Between 1882 and 1890, five artists—Vincent van Gogh, along with Georges Seurat, Paul Signac, Emile Bernard, and Charles Angrand—flocked to villages on the fringes of Paris. Unlike the earlier Impressionists, who in the previous decade had spent significant time in suburban locations further from the city, this next generation of ambitious artists preferred the northwestern suburbs around Asnières. The area’s visual vocabulary—its bridges, embankments, factories, parks, and villages—along with its sunlight, water, and brilliant natural color prompted intense experimentation. Each artist explored the use of discrete brushstrokes and strong colors in innovative ways, and in turn developed novel styles of painting. Seurat and Signac began applying contrasting colors in unblended strokes (Divisionism). They then pioneered the use of small dots of complementary colors (Pointillism) to achieve an optical mixture in the viewer’s eye. Bernard, having reached the limits of these two styles, experimented with laying out large swathes of bold color defined by dark contours (Cloisonnism) in the last years of the decade. Van Gogh and Angrand followed the developments of Seurat and Signac, absorbing many of these approaches into their later painting styles.

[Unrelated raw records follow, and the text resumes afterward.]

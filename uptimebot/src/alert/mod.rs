//! アラート通知
//!
//! - `debouncer`: クールダウン期間内の重複通知を抑止するゲート
//! - `notifier`: メール送信（SMTP）
//!
//! ゲートの再オープンはスケジューラのリセットループだけが行う。
//! プローブ成功ではゲートは開かない。

pub mod debouncer;
pub mod notifier;

pub use debouncer::{AlertDebouncer, AlertOutcome};
pub use notifier::{AlertMessage, Notifier, SmtpNotifier};

use crate::config::SmtpConfig;
use crate::health::cross_check::Evidence;
use chrono::{DateTime, Utc};

/// アラートメールのテンプレート
///
/// 起動時の設定から作り、ダウン検知ごとに`render`で本文を組み立てる。
#[derive(Debug, Clone, PartialEq, Eq)]
pub struct AlertTemplate {
    /// Sender address
    pub from: String,
    /// Recipient address
    pub to: String,
    /// Subject line
    pub subject: String,
    /// Operator-supplied body text
    pub body: String,
}

impl From<&SmtpConfig> for AlertTemplate {
    fn from(config: &SmtpConfig) -> Self {
        Self {
            from: config.from.clone(),
            to: config.to.clone(),
            subject: config.subject.clone(),
            body: config.body.clone(),
        }
    }
}

impl AlertTemplate {
    /// ダウン検知の詳細を付けて送信メッセージを組み立てる
    pub fn render(
        &self,
        primary: &str,
        evidence: &Evidence,
        detected_at: DateTime<Utc>,
    ) -> AlertMessage {
        let mut body = self.body.trim_end().to_string();
        if !body.is_empty() {
            body.push_str("\n\n");
        }
        body.push_str(&format!(
            "Primary target: {}\nFallback targets unhealthy: {}/{}\nDetected at: {}\n",
            primary,
            evidence.unhealthy(),
            evidence.reached(),
            detected_at.to_rfc3339(),
        ));

        AlertMessage {
            from: self.from.clone(),
            to: self.to.clone(),
            subject: self.subject.clone(),
            body,
        }
    }
}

More than 75 paintings and drawings from this intensely creative period—many from private collections and rarely publicly displayed—come together for this insightful presentation. Among them are 25 works by Van Gogh, including paintings from all three triptychs that he executed in these suburbs. Uniting these outstanding works in this exhibition not only sheds new light on the boundary-pushing techniques Van Gogh and his fellow painters developed during this time, but it also illuminates the power of place to inspire—to encourage pioneering work, launch career-changing ideas, and shape artistic identities.